• GOAL OF THE EXERCISE
Each line below must be written out exactly as shown.
*** DATA FOR ANALYSIS ***
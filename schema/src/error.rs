use thiserror::Error;

#[derive(Debug, Error)]
pub enum DescriptorError {
    #[error("I/O error: {0}")]
    Io(#[from] std::io::Error),

    #[error("Invalid API description: {0}")]
    Json(#[from] serde_json::Error),

    #[error("Message \"{name}\" has {args} arguments but {types} types")]
    LengthMismatch {
        name:  String,
        args:  usize,
        types: usize,
    },
}
use std::fs;
use std::path::Path;

use serde::{Deserialize, Serialize};

use crate::error::DescriptorError;

/// One API call or event, in the upstream (snake_case) naming convention.
///
/// `args` and `types` are positionally aligned; [`MessageDescriptor::validate`]
/// enforces it.
#[derive(Debug, Clone, PartialEq, Eq, Serialize, Deserialize)]
pub struct MessageDescriptor {
    pub name:  String,
    pub args:  Vec<String>,
    pub types: Vec<String>,
    #[serde(default, skip_serializing_if = "String::is_empty")]
    pub doc:   String,
}

impl MessageDescriptor {
    pub fn new<N, A, T>(name: N, args: A, types: T) -> Self
    where
        N: Into<String>,
        A: IntoIterator,
        A::Item: Into<String>,
        T: IntoIterator,
        T::Item: Into<String>,
    {
        MessageDescriptor {
            name:  name.into(),
            args:  args.into_iter().map(Into::into).collect(),
            types: types.into_iter().map(Into::into).collect(),
            doc:   String::new(),
        }
    }

    pub fn with_doc(mut self, doc: impl Into<String>) -> Self {
        self.doc = doc.into();
        self
    }

    /// `(arg name, wire type tag)` pairs in declaration order.
    pub fn arguments(&self) -> impl Iterator<Item = (&str, &str)> {
        self.args
            .iter()
            .map(String::as_str)
            .zip(self.types.iter().map(String::as_str))
    }

    pub fn validate(&self) -> Result<(), DescriptorError> {
        if self.args.len() != self.types.len() {
            return Err(DescriptorError::LengthMismatch {
                name:  self.name.clone(),
                args:  self.args.len(),
                types: self.types.len(),
            });
        }
        Ok(())
    }
}

/// Ordered list of message descriptors. Order is preserved all the way to
/// the generated output.
#[derive(Debug, Clone, Default, PartialEq, Eq, Serialize)]
pub struct ApiDescription {
    pub messages: Vec<MessageDescriptor>,
}

// Upstream dumps come either as a bare array or wrapped in an object.
#[derive(Deserialize)]
#[serde(untagged)]
enum ApiRepr {
    List(Vec<MessageDescriptor>),
    Wrapped { messages: Vec<MessageDescriptor> },
}

impl<'de> Deserialize<'de> for ApiDescription {
    fn deserialize<D>(deserializer: D) -> Result<Self, D::Error>
    where
        D: serde::Deserializer<'de>,
    {
        let messages = match ApiRepr::deserialize(deserializer)? {
            ApiRepr::List(messages) => messages,
            ApiRepr::Wrapped { messages } => messages,
        };
        Ok(ApiDescription { messages })
    }
}

impl ApiDescription {
    pub fn new(messages: Vec<MessageDescriptor>) -> Self {
        ApiDescription { messages }
    }

    /// Parse a JSON dump and validate every descriptor.
    pub fn from_json(text: &str) -> Result<Self, DescriptorError> {
        let api: ApiDescription = serde_json::from_str(text)?;
        api.validate()?;
        Ok(api)
    }

    pub fn from_path<P: AsRef<Path>>(path: P) -> Result<Self, DescriptorError> {
        let text = fs::read_to_string(path)?;
        Self::from_json(&text)
    }

    pub fn validate(&self) -> Result<(), DescriptorError> {
        self.messages.iter().try_for_each(MessageDescriptor::validate)
    }
}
*** End of DATA FOR ANALYSIS ***
• ANSWER SECTION
filename schema/src/error.rs
use thiserror::Error;

#[derive(Debug, Error)]
pub enum DescriptorError {
    #[error("I/O error: {0}")]
    Io(#[from] std::io::Error),

    #[error("Invalid API description: {0}")]
    Json(#[from] serde_json::Error),

    #[error("Message \"{name}\" has {args} arguments but {types} types")]
    LengthMismatch {
        name:  String,
        args:  usize,
        types: usize,
    },
}
use std::fs;
use std::path::Path;

use serde::{Deserialize, Serialize};

use crate::error::DescriptorError;

/// One API call or event, in the upstream (snake_case) naming convention.
///
/// `args` and `types` are positionally aligned; [`MessageDescriptor::validate`]
/// enforces it.
#[derive(Debug, Clone, PartialEq, Eq, Serialize, Deserialize)]
pub struct MessageDescriptor {
    pub name:  String,
    pub args:  Vec<String>,
    pub types: Vec<String>,
    #[serde(default, skip_serializing_if = "String::is_empty")]
    pub doc:   String,
}

impl MessageDescriptor {
    pub fn new<N, A, T>(name: N, args: A, types: T) -> Self
    where
        N: Into<String>,
        A: IntoIterator,
        A::Item: Into<String>,
        T: IntoIterator,
        T::Item: Into<String>,
    {
        MessageDescriptor {
            name:  name.into(),
            args:  args.into_iter().map(Into::into).collect(),
            types: types.into_iter().map(Into::into).collect(),
            doc:   String::new(),
        }
    }

    pub fn with_doc(mut self, doc: impl Into<String>) -> Self {
        self.doc = doc.into();
        self
    }

    /// `(arg name, wire type tag)` pairs in declaration order.
    pub fn arguments(&self) -> impl Iterator<Item = (&str, &str)> {
        self.args
            .iter()
            .map(String::as_str)
            .zip(self.types.iter().map(String::as_str))
    }

    pub fn validate(&self) -> Result<(), DescriptorError> {
        if self.args.len() != self.types.len() {
            return Err(DescriptorError::LengthMismatch {
                name:  self.name.clone(),
                args:  self.args.len(),
                types: self.types.len(),
            });
        }
        Ok(())
    }
}

/// Ordered list of message descriptors. Order is preserved all the way to
/// the generated output.
#[derive(Debug, Clone, Default, PartialEq, Eq, Serialize)]
pub struct ApiDescription {
    pub messages: Vec<MessageDescriptor>,
}

// Upstream dumps come either as a bare array or wrapped in an object.
#[derive(Deserialize)]
#[serde(untagged)]
enum ApiRepr {
    List(Vec<MessageDescriptor>),
    Wrapped { messages: Vec<MessageDescriptor> },
}

impl<'de> Deserialize<'de> for ApiDescription {
    fn deserialize<D>(deserializer: D) -> Result<Self, D::Error>
    where
        D: serde::Deserializer<'de>,
    {
        let messages = match ApiRepr::deserialize(deserializer)? {
            ApiRepr::List(messages) => messages,
            ApiRepr::Wrapped { messages } => messages,
        };
        Ok(ApiDescription { messages })
    }
}

impl ApiDescription {
    pub fn new(messages: Vec<MessageDescriptor>) -> Self {
        ApiDescription { messages }
    }

    /// Parse a JSON dump and validate every descriptor.
    pub fn from_json(text: &str) -> Result<Self, DescriptorError> {
        let api: ApiDescription = serde_json::from_str(text)?;
        api.validate()?;
        Ok(api)
    }

    pub fn from_path<P: AsRef<Path>>(path: P) -> Result<Self, DescriptorError> {
        let text = fs::read_to_string(path)?;
        Self::from_json(&text)
    }

    pub fn validate(&self) -> Result<(), DescriptorError> {
        self.messages.iter().try_for_each(MessageDescriptor::validate)
    }
}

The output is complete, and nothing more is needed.